Una di queste ragazze, Patrizia D’Addario, una bionda vistosa, si offre al quotidiano di via Solferino. Racconta di essere stata invitata a Palazzo Grazioli a ottobre da Giampaolo (il cognome Tarantini non appare), di aver chiesto duemila euro per il disturbo, di aver partecipato con altre giovani a una festa dove il premier avrebbe cantato, raccontato barzellette, mostrato il video dell’incontro con Bush e ascoltato dalla di lei bocca un progetto che alla fanciulla sta tanto a cuore: costruire un residence su un terreno di famiglia. Al rientro in albergo l’accompagnatore scuce soltanto mille euro: per l’altra metà avrebbe dovuto fermarsi là. Ma il tirchiaccio non sa chi ha di fronte, perché Patrizia rivela di aver registrato la serata. «In passato ho avuto problemi seri con un uomo e da allora quando vado a incontri importanti porto il registratore sempre con me», spiega.

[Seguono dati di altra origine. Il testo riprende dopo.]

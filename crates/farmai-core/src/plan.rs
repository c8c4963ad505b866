// Consulting plan and final result report.
//
// Both are free-form documents edited field by field on their screens, so
// each exposes a small key-based accessor pair for the form widgets.

use chrono::NaiveDate;
use serde::{Deserialize, Serialize};

use crate::error::ValidationError;

/// A form field of a text document: key, label, and whether it takes
/// several lines.
#[derive(Debug, Clone, Copy, PartialEq, Eq)]
pub struct DocField {
    pub key: &'static str,
    pub label: &'static str,
    pub multiline: bool,
}

const fn doc(key: &'static str, label: &'static str, multiline: bool) -> DocField {
    DocField {
        key,
        label,
        multiline,
    }
}

const DATE_FORMAT: &str = "%Y-%m-%d";

// ---------------------------------------------------------------------------
// ConsultingPlan
// ---------------------------------------------------------------------------

#[derive(Debug, Clone, PartialEq, Serialize, Deserialize)]
pub struct ConsultingPlan {
    pub total_sessions: u32,
    pub start_date: NaiveDate,
    #[serde(default)]
    pub end_date: Option<NaiveDate>,
    #[serde(default)]
    pub objectives: String,
    #[serde(default)]
    pub focus_areas: String,
    #[serde(default)]
    pub schedule: String,
    #[serde(default)]
    pub budget: String,
    #[serde(default)]
    pub notes: String,
}

impl ConsultingPlan {
    pub const FIELDS: &'static [DocField] = &[
        doc("total_sessions", "Total sessions", false),
        doc("start_date", "Start date (YYYY-MM-DD)", false),
        doc("end_date", "End date (YYYY-MM-DD)", false),
        doc("objectives", "Objectives", true),
        doc("focus_areas", "Focus areas", true),
        doc("schedule", "Schedule", true),
        doc("budget", "Budget", false),
        doc("notes", "Notes", true),
    ];

    /// A fresh plan: one more session than already held, starting today.
    pub fn new_default(existing_sessions: usize, today: NaiveDate) -> Self {
        Self {
            total_sessions: u32::try_from(existing_sessions).unwrap_or(u32::MAX - 1) + 1,
            start_date: today,
            end_date: None,
            objectives: String::new(),
            focus_areas: String::new(),
            schedule: String::new(),
            budget: String::new(),
            notes: String::new(),
        }
    }

    pub fn validate(&self) -> Result<(), ValidationError> {
        if self.total_sessions == 0 {
            return Err(ValidationError::new("total_sessions", "must be at least 1"));
        }
        if let Some(end) = self.end_date {
            if end < self.start_date {
                return Err(ValidationError::new(
                    "end_date",
                    format!("{end} is before the start date {}", self.start_date),
                ));
            }
        }
        Ok(())
    }

    /// Current value of a form field as text.
    pub fn field(&self, key: &str) -> Option<String> {
        let value = match key {
            "total_sessions" => self.total_sessions.to_string(),
            "start_date" => self.start_date.format(DATE_FORMAT).to_string(),
            "end_date" => self
                .end_date
                .map(|d| d.format(DATE_FORMAT).to_string())
                .unwrap_or_default(),
            "objectives" => self.objectives.clone(),
            "focus_areas" => self.focus_areas.clone(),
            "schedule" => self.schedule.clone(),
            "budget" => self.budget.clone(),
            "notes" => self.notes.clone(),
            _ => return None,
        };
        Some(value)
    }

    /// Parse and store a form field.
    pub fn set_field(&mut self, key: &str, value: &str) -> Result<(), ValidationError> {
        let trimmed = value.trim();
        match key {
            "total_sessions" => {
                self.total_sessions = trimmed.parse().map_err(|_| {
                    ValidationError::new(key, format!("`{trimmed}` is not a whole number"))
                })?;
            }
            "start_date" => self.start_date = parse_date(key, trimmed)?,
            "end_date" => {
                self.end_date = if trimmed.is_empty() {
                    None
                } else {
                    Some(parse_date(key, trimmed)?)
                };
            }
            "objectives" => self.objectives = value.trim_end().to_string(),
            "focus_areas" => self.focus_areas = value.trim_end().to_string(),
            "schedule" => self.schedule = value.trim_end().to_string(),
            "budget" => self.budget = trimmed.to_string(),
            "notes" => self.notes = value.trim_end().to_string(),
            _ => return Err(ValidationError::new(key, "unknown field")),
        }
        Ok(())
    }
}

fn parse_date(field: &str, text: &str) -> Result<NaiveDate, ValidationError> {
    NaiveDate::parse_from_str(text, DATE_FORMAT)
        .map_err(|_| ValidationError::new(field, format!("`{text}` is not a YYYY-MM-DD date")))
}

// ---------------------------------------------------------------------------
// FinalReport
// ---------------------------------------------------------------------------

/// Closing report written at the end of a consulting engagement. The
/// model can draft it; serde names match the JSON it is asked for.
#[derive(Debug, Clone, Default, PartialEq, Eq, Serialize, Deserialize)]
#[serde(default, rename_all = "camelCase")]
pub struct FinalReport {
    pub overall_summary: String,
    pub key_achievements: String,
    pub improvements: String,
    pub challenges: String,
    pub recommendations: String,
    pub next_steps: String,
    pub conclusion: String,
}

impl FinalReport {
    pub const FIELDS: &'static [DocField] = &[
        doc("overall_summary", "Overall summary", true),
        doc("key_achievements", "Key achievements", true),
        doc("improvements", "Improvements", true),
        doc("challenges", "Challenges", true),
        doc("recommendations", "Recommendations", true),
        doc("next_steps", "Next steps", true),
        doc("conclusion", "Conclusion", true),
    ];

    fn slot(&mut self, key: &str) -> Option<&mut String> {
        match key {
            "overall_summary" => Some(&mut self.overall_summary),
            "key_achievements" => Some(&mut self.key_achievements),
            "improvements" => Some(&mut self.improvements),
            "challenges" => Some(&mut self.challenges),
            "recommendations" => Some(&mut self.recommendations),
            "next_steps" => Some(&mut self.next_steps),
            "conclusion" => Some(&mut self.conclusion),
            _ => None,
        }
    }

    pub fn field(&self, key: &str) -> Option<String> {
        let value = match key {
            "overall_summary" => &self.overall_summary,
            "key_achievements" => &self.key_achievements,
            "improvements" => &self.improvements,
            "challenges" => &self.challenges,
            "recommendations" => &self.recommendations,
            "next_steps" => &self.next_steps,
            "conclusion" => &self.conclusion,
            _ => return None,
        };
        Some(value.clone())
    }

    pub fn set_field(&mut self, key: &str, value: &str) -> Result<(), ValidationError> {
        let slot = self
            .slot(key)
            .ok_or_else(|| ValidationError::new(key, "unknown field"))?;
        *slot = value.trim_end().to_string();
        Ok(())
    }

    pub fn is_blank(&self) -> bool {
        Self::FIELDS
            .iter()
            .all(|f| self.field(f.key).map_or(true, |v| v.trim().is_empty()))
    }
}

#[cfg(test)]
mod tests {
    use super::*;

    fn date(y: i32, m: u32, d: u32) -> NaiveDate {
        NaiveDate::from_ymd_opt(y, m, d).unwrap()
    }

    #[test]
    fn default_plan_adds_one_session() {
        let plan = ConsultingPlan::new_default(2, date(2025, 4, 1));
        assert_eq!(plan.total_sessions, 3);
        assert_eq!(plan.start_date, date(2025, 4, 1));
        assert!(plan.validate().is_ok());
    }

    #[test]
    fn plan_rejects_end_before_start() {
        let mut plan = ConsultingPlan::new_default(0, date(2025, 4, 1));
        plan.set_field("end_date", "2025-03-01").unwrap();
        assert_eq!(plan.validate().unwrap_err().field, "end_date");

        plan.set_field("end_date", "").unwrap();
        assert_eq!(plan.end_date, None);
        assert!(plan.validate().is_ok());
    }

    #[test]
    fn plan_rejects_zero_sessions() {
        let mut plan = ConsultingPlan::new_default(0, date(2025, 4, 1));
        plan.set_field("total_sessions", "0").unwrap();
        assert_eq!(plan.validate().unwrap_err().field, "total_sessions");
        assert!(plan.set_field("total_sessions", "many").is_err());
    }

    #[test]
    fn plan_fields_read_back() {
        let mut plan = ConsultingPlan::new_default(0, date(2025, 4, 1));
        plan.set_field("objectives", "Raise yield\n").unwrap();
        assert_eq!(plan.field("objectives").as_deref(), Some("Raise yield"));
        assert_eq!(plan.field("start_date").as_deref(), Some("2025-04-01"));
        assert!(plan.field("colour").is_none());
        assert!(plan.set_field("start_date", "April").is_err());
    }

    #[test]
    fn final_report_fields() {
        let mut report = FinalReport::default();
        assert!(report.is_blank());
        report.set_field("next_steps", "Install CO2 dosing").unwrap();
        assert_eq!(report.field("next_steps").as_deref(), Some("Install CO2 dosing"));
        assert!(!report.is_blank());
        assert!(report.set_field("budget", "x").is_err());
    }

    #[test]
    fn final_report_parses_partial_camel_case_json() {
        let report: FinalReport =
            serde_json::from_str(r#"{"overallSummary": "Good season", "nextSteps": "Expand"}"#)
                .unwrap();
        assert_eq!(report.overall_summary, "Good season");
        assert_eq!(report.next_steps, "Expand");
        assert_eq!(report.conclusion, "");
    }
}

Altro che la diciottenne di Casoria affezionata assai a «papi Silvio». La D’Addario è una vera professionista.
La sera dell’elezione di Obama la signorina accetta di rimettere piede a Palazzo Grazioli per un nobilissimo scopo: strappare al premier garanzie per il progetto edilizio. «Ma lui non ha mantenuto i patti anche se sapevano che avevo le prove dei miei viaggi», s’inalbera lei. Dopo qualche tempo il solito Giampaolo le avrebbe chiesto il curriculum in vista di una candidatura alle europee con il Pdl, ma dopo lo «scandalo delle veline» le rimane soltanto il posto in una lista per le comunali legata al centrodestra, «La Puglia prima di tutto». La campagna elettorale è funestata da un furto in casa sua: cd, computer, vestiti, persino biancheria intima. «Ma ho continuato finché Berlusconi è arrivato a Bari e gli uomini della sicurezza mi hanno impedito di entrare nella sala in cui parlava».
Fin qui Patrizia D’Addario, un racconto che sconfina nel ricatto.

Come ha conosciuto Tarantini? Perché era invitata alle feste? Come è sfuggita ai controlli a Palazzo Grazioli? Perché ha parlato proprio ora? Chi ha ascoltato le registrazioni? Come mai una delicatissima inchiesta appena agli inizi - e di cui i legali di Tarantini nulla sanno - approda immediatamente sui giornali? Il Corriere ha forse aspettato il rientro di Berlusconi da Washington per consumare la vendetta postuma sul concorrente che cavalcò il caso Noemi? E chi ha donato a D’Alema tanta preveggenza?